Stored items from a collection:
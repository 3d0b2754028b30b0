//! Simulation parameters.
//!
//! Loaded from the optional `[simulation]` table of the controller
//! configuration; every field has a default.

use mcontrol_common::consts::PARK_POSITION_DEFAULT;
use serde::{Deserialize, Serialize};

/// Default axis speed at 100% duty [deg/s].
pub const SPEED_AT_FULL_DUTY_DEFAULT: f64 = 20.0;

/// Default number of motor commands kept for inspection.
pub const COMMAND_LOG_CAPACITY_DEFAULT: usize = 10_000;

/// Wall on the axis path that stops motion in one direction.
///
/// Motion in `direction` (sign of travel, `+1` or `-1`) cannot pass `at`
/// [cooked deg]. Motion away from the wall is unaffected.
#[derive(Debug, Clone, Copy, PartialEq, Serialize, Deserialize)]
pub struct Obstruction {
    /// Position of the wall [cooked deg].
    pub at: f64,
    /// Blocked direction of travel (sign only).
    #[serde(default = "default_direction")]
    pub direction: f64,
    /// Number of motor reversals after which the wall disappears
    /// (`None` = permanent).
    #[serde(default)]
    pub clears_after_reversals: Option<u32>,
}

fn default_direction() -> f64 {
    1.0
}

/// Axis model parameters.
#[derive(Debug, Clone, PartialEq, Serialize, Deserialize)]
#[serde(default)]
pub struct SimAxisConfig {
    /// Axis position at startup [cooked deg]. Parked by default.
    pub start_position: f64,
    /// Speed at 100% duty [deg/s]. Speed is proportional to duty.
    pub speed_at_full_duty: f64,
    /// Duty magnitude below which static friction holds the axis [%].
    pub breakaway_duty: f64,
    /// Motor leads swapped: positive duty moves the axis backwards.
    pub reversed_wiring: bool,
    /// Optional obstruction on the path.
    pub obstruction: Option<Obstruction>,
    /// Most recent motor commands kept in the log. `0` disables recording.
    pub command_log_capacity: usize,
}

impl Default for SimAxisConfig {
    fn default() -> Self {
        Self {
            start_position: PARK_POSITION_DEFAULT,
            speed_at_full_duty: SPEED_AT_FULL_DUTY_DEFAULT,
            breakaway_duty: 0.0,
            reversed_wiring: false,
            obstruction: None,
            command_log_capacity: COMMAND_LOG_CAPACITY_DEFAULT,
        }
    }
}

▶ **What you need to do**: Your answer should consist of every record, restated exactly.

▶ **Result for this task**:
repository 3d0b2754028b30b0
//! Simulation parameters.
//!
//! Loaded from the optional `[simulation]` table of the controller
//! configuration; every field has a default.

use mcontrol_common::consts::PARK_POSITION_DEFAULT;
use serde::{Deserialize, Serialize};

/// Default axis speed at 100% duty [deg/s].
pub const SPEED_AT_FULL_DUTY_DEFAULT: f64 = 20.0;

/// Default number of motor commands kept for inspection.
pub const COMMAND_LOG_CAPACITY_DEFAULT: usize = 10_000;

/// Wall on the axis path that stops motion in one direction.
///
/// Motion in `direction` (sign of travel, `+1` or `-1`) cannot pass `at`
/// [cooked deg]. Motion away from the wall is unaffected.
#[derive(Debug, Clone, Copy, PartialEq, Serialize, Deserialize)]
pub struct Obstruction {
    /// Position of the wall [cooked deg].
    pub at: f64,
    /// Blocked direction of travel (sign only).
    #[serde(default = "default_direction")]
    pub direction: f64,
    /// Number of motor reversals after which the wall disappears
    /// (`None` = permanent).
    #[serde(default)]
    pub clears_after_reversals: Option<u32>,
}

fn default_direction() -> f64 {
    1.0
}

/// Axis model parameters.
#[derive(Debug, Clone, PartialEq, Serialize, Deserialize)]
#[serde(default)]
pub struct SimAxisConfig {
    /// Axis position at startup [cooked deg]. Parked by default.
    pub start_position: f64,
    /// Speed at 100% duty [deg/s]. Speed is proportional to duty.
    pub speed_at_full_duty: f64,
    /// Duty magnitude below which static friction holds the axis [%].
    pub breakaway_duty: f64,
    /// Motor leads swapped: positive duty moves the axis backwards.
    pub reversed_wiring: bool,
    /// Optional obstruction on the path.
    pub obstruction: Option<Obstruction>,
    /// Most recent motor commands kept in the log. `0` disables recording.
    pub command_log_capacity: usize,
}

impl Default for SimAxisConfig {
    fn default() -> Self {
        Self {
            start_position: PARK_POSITION_DEFAULT,
            speed_at_full_duty: SPEED_AT_FULL_DUTY_DEFAULT,
            breakaway_duty: 0.0,
            reversed_wiring: false,
            obstruction: None,
            command_log_capacity: COMMAND_LOG_CAPACITY_DEFAULT,
        }
    }
}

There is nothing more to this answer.